Ag teachers keep student greenhouses running despite closures

Published 3:00 pm Monday, April 13, 2020

With school closures due to coronavirus, agriculture teachers in eastern Idaho are keeping their students’ greenhouses running despite a student labor shortage.

At Mackay Junior-Senior High School, flower and vegetable plugs ordered in November arrive several times a week. The ag students’ annual plant sale is scheduled in May to coincide with Mother’s Day.

“We’ve planted so many plugs we’ve lost count,” said Trent Van Leuven, agriscience teacher and FFA advisor, about himself and his student teacher, Amber Bucknell. “A few community volunteers and students have come in to help, too. Some days we get a shipment of 500 plugs and other days 2,000.”
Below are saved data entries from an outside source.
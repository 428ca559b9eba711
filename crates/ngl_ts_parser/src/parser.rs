//! Core parser infrastructure and top-level TypeScript parsing rules.
//!
//! The [`TsParser`] struct provides primitive operations (advance, expect, eat,
//! automatic semicolon insertion), error recovery, type-annotation skipping,
//! and the top-level item and import rules. Declarations, statements and
//! expressions live in `decl.rs`, `stmt.rs` and `expr.rs`.

use crate::ast::*;
use crate::token::{Token, TsToken};
use ngl_diagnostics::code::{Category, DiagnosticCode};
use ngl_diagnostics::{Diagnostic, DiagnosticSink};
use ngl_source::{FileId, Span};

/// A recursive descent parser for TypeScript source text.
///
/// The parser consumes a token stream produced by the lexer and builds a
/// [`Program`]. Errors are reported to the diagnostic sink and represented as
/// `Error` variants in the AST for error recovery.
pub struct TsParser<'src> {
    pub(crate) tokens: Vec<Token>,
    pub(crate) pos: usize,
    pub(crate) source: &'src str,
    pub(crate) file: FileId,
    pub(crate) sink: &'src DiagnosticSink,
    /// Set while parsing a `for` head, where `in` ends the expression.
    pub(crate) no_in: bool,
}
impl TemplateChecker<'_> {
    fn visit_nodes(&mut self, nodes: &[TemplateNode]) {
        let lets = nodes
            .iter()
            .filter_map(|node| match node {
                TemplateNode::LetDeclaration(decl) => Some(decl.name.clone()),
                _ => None,
            })
            .collect();
        self.scopes.push(lets);
        for node in nodes {
            self.visit_node(node);
        }
        self.scopes.pop();
    }

    fn visit_scoped(&mut self, locals: Vec<String>, nodes: &[TemplateNode]) {
        self.scopes.push(locals);
        self.visit_nodes(nodes);
        self.scopes.pop();
    }

    fn visit_node(&mut self, node: &TemplateNode) {
        match node {
            TemplateNode::Element(el) => self.visit_element(el),
            TemplateNode::Text(_) | TemplateNode::Comment(_) => {}
            TemplateNode::BoundText(text) => {
                for expr in &text.exprs {
                    self.visit_expr(expr, Use::Read);
                }
            }
            TemplateNode::IfBlock(block) => {
                for branch in &block.branches {
                    if let Some(condition) = &branch.condition {
                        self.visit_expr(condition, Use::Read);
                    }
                    let locals = branch.alias.iter().cloned().collect();
                    self.visit_scoped(locals, &branch.children);
                }
            }
            TemplateNode::ForBlock(block) => {
                self.visit_expr(&block.expression, Use::Read);
                let mut locals = vec![block.item.clone()];
                locals.extend(block.context_aliases.iter().cloned());
                locals.extend(FOR_CONTEXT.iter().map(|s| s.to_string()));
                self.scopes.push(locals);
                if let Some(track) = &block.track {
                    self.visit_expr(track, Use::Read);
                }
                self.visit_nodes(&block.children);
                self.scopes.pop();
                if let Some(empty) = &block.empty {
                    self.visit_nodes(empty);
                }
            }
            TemplateNode::SwitchBlock(block) => {
                self.visit_expr(&block.expression, Use::Read);
                for case in &block.cases {
                    if let Some(expr) = &case.expression {
                        self.visit_expr(expr, Use::Read);
                    }
                    self.visit_nodes(&case.children);
                }
            }
            TemplateNode::DeferBlock(block) => {
                for trigger in &block.triggers {
                    self.visit_expr(trigger, Use::Read);
                }
                self.visit_nodes(&block.children);
                for nodes in [&block.placeholder, &block.loading, &block.error]
                    .into_iter()
                    .flatten()
                {
                    self.visit_nodes(nodes);
                }
            }
            TemplateNode::LetDeclaration(decl) => self.visit_expr(&decl.value, Use::Read),
        }
    }

    fn visit_element(&mut self, el: &Element) {
        // Structural directive expressions are evaluated outside the
        // element's own locals.
        let (structural, rest): (Vec<&Attribute>, Vec<&Attribute>) = el
            .attributes
            .iter()
            .partition(|a| a.kind == AttributeKind::Structural);
        for attr in structural {
            self.visit_attribute(attr);
        }
        let locals = el.template_locals().into_iter().map(str::to_string).collect();
        self.scopes.push(locals);
        for attr in rest {
            self.visit_attribute(attr);
        }
        self.visit_nodes(&el.children);
        self.scopes.pop();
    }

    fn visit_attribute(&self, attr: &Attribute) {
        match (&attr.kind, &attr.binding) {
            (AttributeKind::TwoWay, AttributeBinding::Expr(expr)) => {
                // `[(value)]="name"` binds the signal itself.
                if self.resolve_full(expr).is_none() {
                    self.visit_expr(expr, Use::Read);
                }
            }
            (_, AttributeBinding::Expr(expr)) => self.visit_expr(expr, Use::Read),
            (_, AttributeBinding::Action(expr)) => self.visit_action(expr),
            (_, AttributeBinding::Interpolation(exprs)) => {
                for expr in exprs {
                    self.visit_expr(expr, Use::Read);
                }
            }
            (_, AttributeBinding::Template(bindings)) => {
                for expr in &bindings.exprs {
                    self.visit_expr(expr, Use::Read);
                }
            }
            (_, AttributeBinding::None) => {}
        }
    }

    fn visit_action(&self, expr: &TemplateExpr) {
        match &expr.kind {
            TemplateExprKind::Chain(exprs) => {
                for expr in exprs {
                    self.visit_action(expr);
                }
            }
            TemplateExprKind::PropertyWrite {
                receiver,
                name,
                name_span,
                value,
            } => {
                if !self.check_write(expr, receiver, name, *name_span, value) {
                    self.visit_expr(receiver, Use::Read);
                }
                self.visit_expr(value, Use::Read);
            }
            _ => self.visit_expr(expr, Use::Read),
        }
    }

    /// Reports `count = 0` and `user.name = x` in event handlers. Returns
    /// `true` when the target resolved to a signal.
    fn check_write(
        &self,
        expr: &TemplateExpr,
        receiver: &TemplateExpr,
        name: &str,
        name_span: Span,
        value: &TemplateExpr,
    ) -> bool {
        let chain = MemberChain::of(receiver);
        if !chain.is_component_rooted() {
            return false;
        }
        let mut names = chain.names();
        names.push(name);
        if self.is_shadowed(&chain, &names) {
            return false;
        }
        let Some((matched, entry)) = self.table.longest_match(&names) else {
            return false;
        };
        let path = names[..matched].join(".");

        if matched == names.len() {
            if entry.kind == SignalKind::ReadOnly {
                self.emit(
                    "readonlySignalAssignment",
                    format!("read-only signal `{path}` cannot be assigned"),
                    expr.span,
                    &path,
                    None,
                );
                return true;
            }
            let target = self.unit.text(Span::new(expr.span.file, expr.span.start, name_span.end));
            let value_text = self.unit.text(value.span);
            let fix = (!target.is_empty() && !value_text.is_empty())
                .then(|| {
                    SuggestedFix::single(
                        format!("use `{path}.set(...)`"),
                        Replacement::replace(expr.span, format!("{target}.set({value_text})")),
                    )
                })
                .and_then(|fix| self.template.fix(fix));
            self.emit(
                "signalAssignment",
                format!("signal `{path}` is overwritten by assignment"),
                expr.span,
                &path,
                fix,
            );
            return true;
        }

        self.emit(
            "nestedSignalAssignment",
            format!("the template mutates the value of signal `{path}` in place"),
            expr.span,
            &path,
            None,
        );
        true
    }

    fn visit_expr(&self, expr: &TemplateExpr, usage: Use) {
        match &expr.kind {
            TemplateExprKind::PropertyRead { .. }
            | TemplateExprKind::SafePropertyRead { .. }
            | TemplateExprKind::NonNullAssert(_)
            | TemplateExprKind::Parenthesized(_) => self.visit_chain(expr, usage),
            TemplateExprKind::Call { receiver, args }
            | TemplateExprKind::SafeCall { receiver, args } => {
                self.visit_expr(receiver, Use::Callee);
                for arg in args {
                    self.visit_expr(arg, Use::Read);
                }
            }
            _ => expr.for_each_child(|child| self.visit_expr(child, Use::Read)),
        }
    }

    fn visit_chain(&self, expr: &TemplateExpr, usage: Use) {
        let chain = MemberChain::of(expr);
        if chain.is_empty() {
            self.visit_expr(chain.root, usage);
            return;
        }
        if !chain.is_component_rooted() {
            self.visit_expr(chain.root, Use::Read);
            return;
        }
        let names = chain.names();
        if self.is_shadowed(&chain, &names) {
            return;
        }
        let Some((matched, _)) = self.table.longest_match(&names) else {
            return;
        };
        let depth = names.len();
        let flagged = match usage {
            Use::Read => depth != matched + 1,
            Use::Callee => depth >= matched + 2,
        };
        if !flagged {
            return;
        }

        let path = names[..matched].join(".");
        let span = chain.links[matched - 1].node.span;
        let fix = self.template.fix(SuggestedFix::single(
            format!("call `{path}()`"),
            Replacement::insert_after(span, "()"),
        ));
        self.sink.emit(
            Diagnostic::warning(
                self.code,
                format!("signal `{path}` is read in the template without being called"),
                self.template.report_span(span),
            )
            .with_message_id("signalNotInvoked")
            .with_data("identifier", path.as_str())
            .with_help(format!("call it: `{path}()`"))
            .with_optional_fix(fix),
        );
    }

    /// Whether the first segment names a template local rather than a
    /// component member.
    fn is_shadowed(&self, chain: &MemberChain<'_, TemplateExpr>, names: &[&str]) -> bool {
        let implicit = matches!(chain.root.kind, TemplateExprKind::ImplicitReceiver);
        implicit
            && names
                .first()
                .is_some_and(|first| self.scopes.iter().flatten().any(|local| local == first))
    }

    /// Resolves an expression that names an identifier exactly.
    fn resolve_full(&self, expr: &TemplateExpr) -> Option<String> {
        let chain = MemberChain::of(expr);
        if chain.is_empty() || !chain.is_component_rooted() {
            return None;
        }
        let names = chain.names();
        if self.is_shadowed(&chain, &names) {
            return None;
        }
        let (matched, _) = self.table.longest_match(&names)?;
        (matched == names.len()).then(|| names.join("."))
    }

    fn emit(&self, id: &str, message: String, span: Span, path: &str, fix: Option<SuggestedFix>) {
        self.sink.emit(
            Diagnostic::warning(self.code, message, self.template.report_span(span))
                .with_message_id(id)
                .with_data("identifier", path)
                .with_optional_fix(fix),
        );
    }
}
Bucknell said dealing with the school closure and helping in the greenhouse “has been a unique challenge as a student teacher. What a great way for me to experience everything from the students’ perspective.” 

Like other teachers in the region, their work is crucial because spring plant sales help finance school agricultural programs year-round.

Shane Stevenson, a retired ag teacher in Meridian, urged readers of his Facebook page to support their local high school greenhouses, where vegetable starts and flowers have been thriving for months.

“Before you all go crazy and plant your own seeds, there is an ag teacher in your community who has probably started most everything you want,” Stevenson wrote. “Without school in session, the teachers are probably taking care of it on their own without help from students. Maybe, just maybe, you can help each other out and purchase the plants at their greenhouse.”

At Blackfoot High School, ag teacher and FFA advisor Kelsey Bender spends about three hours a day watering, fertilizing, transplanting plants and controlling pests.

“I’m usually here by myself,” she said. “Some students and community volunteers have offered to help, so when they can, I have one or two at a time come in. We work at opposite ends of the greenhouse and wipe the handles of sprinkling cans with bleach after we’re done.”

Blackfoot’s plant sale is earlier than others in the region.

“Our plants came in January and February, so students were able to get the greenhouse up and running,” she said.

Bender still plans to have a three-week plant sale starting April 23 and will modify it to a sidewalk sale. It is scheduled Thursdays and Fridays from 5 to 7 p.m. and Saturdays from 9 to 11 a.m.

“Buying flowers and vegetables is such a visual experience, so I’ll put sample trays of what we have outside the greenhouse on tables. People can pick what they want, and I’ll go back into the greenhouse to get them.”

This is Bender’s first year running the greenhouse and third year teaching.

“It’s been quite a unique experience,” she said, “but we’re managing. I feel so fortunate to be teaching agriculture and to be part of such a supportive community.”

Van Leuven said, “We appreciate community support and are hoping for the best. We’re planning to have the sale like usual.”